In alcuni casi inoltre, in occasione di specifici controlli, è stato rilevato che la concentrazione di Thc è superiore alla quantità consentita, per cui ci si troverebbe davanti ad una vera e propria violazione del principio che proibisce la vendita di droghe, leggere o pesanti che siano. Ed è in questo groviglio confuso di norme che Salvini potrebbe inserirsi nella sua azione di controllo e quindi di punizione. Per la legge italiana il consumo di marijuana a scopo ricreativo è vietato ad ogni livello. Se per la coltivazione e la vendita dei prodotti derivati dalla canapa esiste una soglia di tolleranza per il contenuto in Thc che oscilla tra gli 0,2 e gli 0,6%, per il consumo non esiste un limite minimo. Fumare cannabis legale tecnicamente resta un illecito, anche se di natura amministrativa. Siamo quindi in una situazione in cui due norme differenti si sovrappongono e si contrappongono, quella che permette la compravendita dei derivati della canapa legale, e quella che vieta uso e possesso di sostanze stupefacenti. Salvini potrebbe verificare l’effettiva concentrazione del principio attivo nei negozi in vendita e intervenire con misure più o meno pesanti se non fosse così. Ma difficilmente potrebbe sanzionare una persona che, una volta comperata la cannabis in questione, ne facesse uso a casa sua. Ovviamente è ben diverso se fumasse cannabis per strada o in un luogo pubblico. L’erba legale viene venduta sigillata e se il consumatore la conserva così teoricamente non corre alcun rischio, anche se Salvini minacciasse rappresaglie di vario tipo.

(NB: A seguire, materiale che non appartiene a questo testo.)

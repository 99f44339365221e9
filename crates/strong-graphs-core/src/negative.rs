use rand::rngs::StdRng;
use rand_distr::{Beta, Distribution};

use crate::error::GeneratorError;
use crate::params::arcs_in_complete_dag;

/// The larger of the two Beta shape parameters.
pub const BETA_CONTROL: f64 = 100.0;

const MEAN_EPSILON: f64 = 1e-6;

/// Number of arcs designated non-positive at each construction stage.
#[derive(Debug, Clone, Copy, Default, PartialEq, Eq)]
pub struct NegativeBudget {
    pub target: usize,
    pub tree: usize,
    pub loop_arcs: usize,
    pub remaining: usize,
}

impl NegativeBudget {
    pub fn realized(&self) -> usize {
        self.tree + self.loop_arcs + self.remaining
    }

    pub fn shortfall(&self) -> usize {
        self.target.saturating_sub(self.realized())
    }
}

/// Shape parameters `(alpha, beta)` of a Beta distribution with the given mean.
pub fn determine_alpha_beta(mean: f64) -> (f64, f64) {
    let mean = mean.clamp(MEAN_EPSILON, 1.0 - MEAN_EPSILON);
    if mean > 0.5 {
        let alpha = BETA_CONTROL;
        (alpha, alpha * (1.0 - mean) / mean)
    } else {
        let beta = BETA_CONTROL;
        (beta * mean / (1.0 - mean), beta)
    }
}

/// Integer in `[min, max]` whose distribution is concentrated around `expected`.
pub fn sample_integer(
    rng: &mut StdRng,
    min: usize,
    max: usize,
    expected: f64,
) -> Result<usize, GeneratorError> {
    if min > max {
        return Err(GeneratorError::infeasible(format!(
            "empty sampling range [{min}, {max}]"
        )));
    }
    if min == max {
        return Ok(min);
    }
    let span = (max - min) as f64;
    let expected = expected.clamp(min as f64, max as f64);
    let mean = (expected - min as f64) / span;
    let (alpha, beta) = determine_alpha_beta(mean);
    let distribution = Beta::new(alpha, beta).map_err(|err| {
        GeneratorError::invariant(format!("beta({alpha}, {beta}) rejected: {err}"))
    })?;
    let mut x: f64 = distribution.sample(rng);
    if !x.is_finite() {
        x = mean;
    }
    let value = (min as f64 + x * span).round() as usize;
    Ok(value.clamp(min, max))
}

/// Arcs to designate non-positive overall; never more than a complete DAG holds.
pub fn total_negative(n: usize, m: usize, ratio: f64) -> usize {
    let wanted = (ratio * m.saturating_sub(1) as f64).round() as usize;
    wanted.min(arcs_in_complete_dag(n))
}

/// Non-positive tree arcs. At least enough that the `m - (n-1)` other arcs
/// can carry the rest while one of them stays positive.
pub fn negative_in_tree(
    rng: &mut StdRng,
    n: usize,
    m: usize,
    total: usize,
) -> Result<usize, GeneratorError> {
    let max = (n - 1).min(total);
    let min = total.saturating_sub(m.saturating_sub(n)).min(max);
    let expected = total as f64 * (n - 1) as f64 / m as f64;
    sample_integer(rng, min, max, expected)
}

/// Lower and upper bound for the non-positive loop arcs.
///
/// `loop_to_add` is the number of loop arcs not already present as tree arcs.
pub fn loop_bounds(n: usize, m: usize, total: usize, tree: usize, loop_to_add: usize) -> (usize, usize) {
    let left = total - tree;
    let max = (n - 1).min(left);
    let arc_room = m.saturating_sub(n - 1).saturating_sub(loop_to_add);
    let backward_room = arcs_in_complete_dag(n)
        .saturating_sub(tree)
        .saturating_sub(loop_to_add);
    let min = left.saturating_sub(arc_room.min(backward_room)).min(max);
    (min, max)
}

pub fn negative_in_loop(
    rng: &mut StdRng,
    n: usize,
    m: usize,
    total: usize,
    tree: usize,
    loop_to_add: usize,
) -> Result<usize, GeneratorError> {
    if tree > total {
        return Err(GeneratorError::invariant(format!(
            "{tree} negative tree arcs exceed the total of {total}"
        )));
    }
    let (min, max) = loop_bounds(n, m, total, tree, loop_to_add);
    let ratio = (total - tree) as f64 / (m - (n - 1)) as f64;
    let expected = (ratio * (n - 1) as f64).max(min as f64);
    sample_integer(rng, min, max, expected)
}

Ma il danno grave è stato già fatto proprio con la legge 242, che ha volutamente ignorato questi aspetti e non ha previsto misure adeguate né sul piano delle sanzioni né sul ben più complesso piano della prevenzione e della tutela della salute. Per questo vale la pena ricordare che nella legislatura precedente il tema della liberalizzazione della cannabis è stato sempre in pole position, con un asse Pd-M5s impegnati a facilitare il consumo di cannabis ad uso ricreativo. Ma per misure di prudenza è stato possibile approvare solo quella parte della legge che riguardava la cannabis terapeutica, e che consente di prescrivere medicinali a base di cannabis per la terapia del dolore e alcuni altri impieghi limitati. La legge, sia per motivi di sicurezza che di controllo, affida la coltivazione della cannabis, la sua preparazione e la sua distribuzione allo stabilimento chimico farmaceutico militare di Firenze. E chiede alle Regioni di monitorare le prescrizioni.

Niente a che vedere quindi con quanto accaduto oggi nel consiglio comunale di Torino, dove su iniziativa di un consigliere Cinquestelle è stata approvato una mozione che autorizza la coltivazione della cannabis a scopo terapeutico anche su proprietà comunali, liberalizzando ulteriormente uso e consumo della cannabis e scatenando l’ira di Salvini. 

L’impressione diffusa è che sia in atto una strategia in cui la cannabis è diventata al tempo stesso un oggetto di mercato estremamente appetibile, un simbolo di libertà individuale che non riconosce limiti, e uno strumento di battaglia politica che sposta sempre più in alto il livello dei desideri dei potenziali elettori, senza mai chiedersi con quali conseguenze e ai danni di chi.